To know this you need a thorough check out of the car. I don't have time to post my usual detailed road test but you must spend time at or in the car with the engine running and on the road with the car first being driven like you intend to drive the car then with you driving the car over the same route driving the car the same way the selller drove the car.
Afterwards if the car is still in the running so to speak then do a used car check out verifying every system works. From head lights to tail lights, spoiler, A/C, power seats, everything. If you can get your hands on the check list the techs use for CPO'ing a car that's a good list to use. You won't be able to do all the checks but enough of them to have a pretty good feel for the car.
If the car in question has been properly services 50K miles is nothing. (My 2002 Boxster is up to over 310K miles and still runs just fine. Likewise my 2003 996 Turbo at over 155K miles.)
A plus too to a car having some miles is the car costs less and therefore will depreciate less and depreciation is the biggest expense to owning a car.
'course it is a fact that even though during your check out the car has no issues it will develop issues over time as you drive the car, add miles to the car.
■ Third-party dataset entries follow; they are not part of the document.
//! Per-key mutation locks
//!
//! Serializes writers of the same key while leaving different keys independent.

use std::collections::HashMap;
use std::hash::Hash;
use std::sync::Arc;

use tokio::sync::{Mutex, OwnedMutexGuard};

pub struct KeyedLocks<K> {
    locks: Mutex<HashMap<K, Arc<Mutex<()>>>>,
}

impl<K> Default for KeyedLocks<K> {
    fn default() -> Self {
        Self {
            locks: Mutex::new(HashMap::new()),
        }
    }
}

impl<K: Eq + Hash + Clone> KeyedLocks<K> {
    pub fn new() -> Self {
        Self::default()
    }

    /// Wait for exclusive access to `key`; released when the guard drops
    pub async fn lock(&self, key: &K) -> OwnedMutexGuard<()> {
        let slot = {
            let mut locks = self.locks.lock().await;
            // Drop slots nobody holds or waits on
            locks.retain(|k, slot| k == key || Arc::strong_count(slot) > 1);
            locks.entry(key.clone()).or_default().clone()
        };
        slot.lock_owned().await
    }

    /// Number of keys currently tracked
    pub async fn tracked(&self) -> usize {
        self.locks.lock().await.len()
    }
}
Eventually the water pump will get noisy (or leak) and will have to be replaced. The fuel pump will quit.
But the car can deliver if you want probably many times that initial 50K miles in relatively trouble free driving over the years.
#10
Race Director
(Dealers of course use "back of the book" which is a number they obtain by being able to track/follow auction prices of various similar cars. The value a car dealer assigns to a car is what he can get for the car at an auction in the event the car doesn't sell of his lot in what ever time frame he is wiling to floor the car.)
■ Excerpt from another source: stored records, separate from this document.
//! The engine's in-memory state and the pure `apply` function shared by
//! live processing and replay.

use ledgerflow_types::{AccountId, Amount, Event, TransactionId};
use std::collections::{HashMap, HashSet};

#[derive(Debug, Default)]
pub struct EngineState {
    balances: HashMap<AccountId, Amount>,
    processed_transactions: HashSet<TransactionId>,
}

impl EngineState {
    /// Absent account ≡ balance of zero.
    pub fn balance(&self, account: &AccountId) -> Amount {
        self.balances.get(account).copied().unwrap_or(Amount::ZERO)
    }

    pub fn is_processed(&self, transaction_id: &TransactionId) -> bool {
        self.processed_transactions.contains(transaction_id)
    }

    pub fn all_balances(&self) -> &HashMap<AccountId, Amount> {
        &self.balances
    }

    /// Pure state transition: no clock reads, no randomness, no I/O. This
    /// determinism is what makes replaying the log from an empty state
    /// reproduce identical balances on any node.
    pub fn apply(&mut self, event: &Event) {
        match event {
            Event::AccountInitialized {
                account, amount, ..
            } => {
                let entry = self.balances.entry(account.clone()).or_insert(Amount::ZERO);
                *entry = entry
                    .checked_add(*amount)
                    .expect("seeded balance overflowed i64");
            }
            Event::MoneyDeducted {
                transaction_id,
                account,
                amount,
            } => {
                let entry = self.balances.entry(account.clone()).or_insert(Amount::ZERO);
                *entry = entry
                    .checked_sub(*amount)
                    .expect("deduction below zero violates the engine's own invariant");
                self.processed_transactions.insert(transaction_id.clone());
            }
            Event::MoneyCredited { account, amount, .. } => {
                let entry = self.balances.entry(account.clone()).or_insert(Amount::ZERO);
                *entry = entry
                    .checked_add(*amount)
                    .expect("credit overflowed i64");
                // transaction_id already marked processed by the paired deduction
            }
            Event::TransactionFailed { transaction_id, .. } => {
                self.processed_transactions.insert(transaction_id.clone());
            }
        }
    }
}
The only people who know the "street value" of a particular car are those who have bought the car or can relate directly what was paid and the paritculars for a car, that is MY, make, mileage, condition, options, etc.
This info is scarce and unless one is very lucky he gets numbers that probably will not apply very closely to the car he is interested in. Thus he ventures forth with an overly optimistic opinion of what a car is worth or a too pessimistic opinion of what a car is worth.
In the first case he overpays for the car. In the 2nd he probably doesn't get the car because he has assigned too low a price to the car.
I have found the few times I've used the info the values offered by KBB and NADA very helpful in helping me arrive at a price for a car.
'course, you can choose to arrive at a price by any means you want.
And I have to repeat get "fair" out of the discussion for used car prices. What is "fair"? From the seller's point of view a fair price is what he's asking for the car so then pay the asking price and be comforted by the fact you paid a "fair" price for the car.
#12
After more than a year of searching, I just bought a pristine well-optioned 2011 Cayman base 6MT-low-mid $30s. Based on the previous cars I had shopped, I considered it a fair price, maybe $2k below market.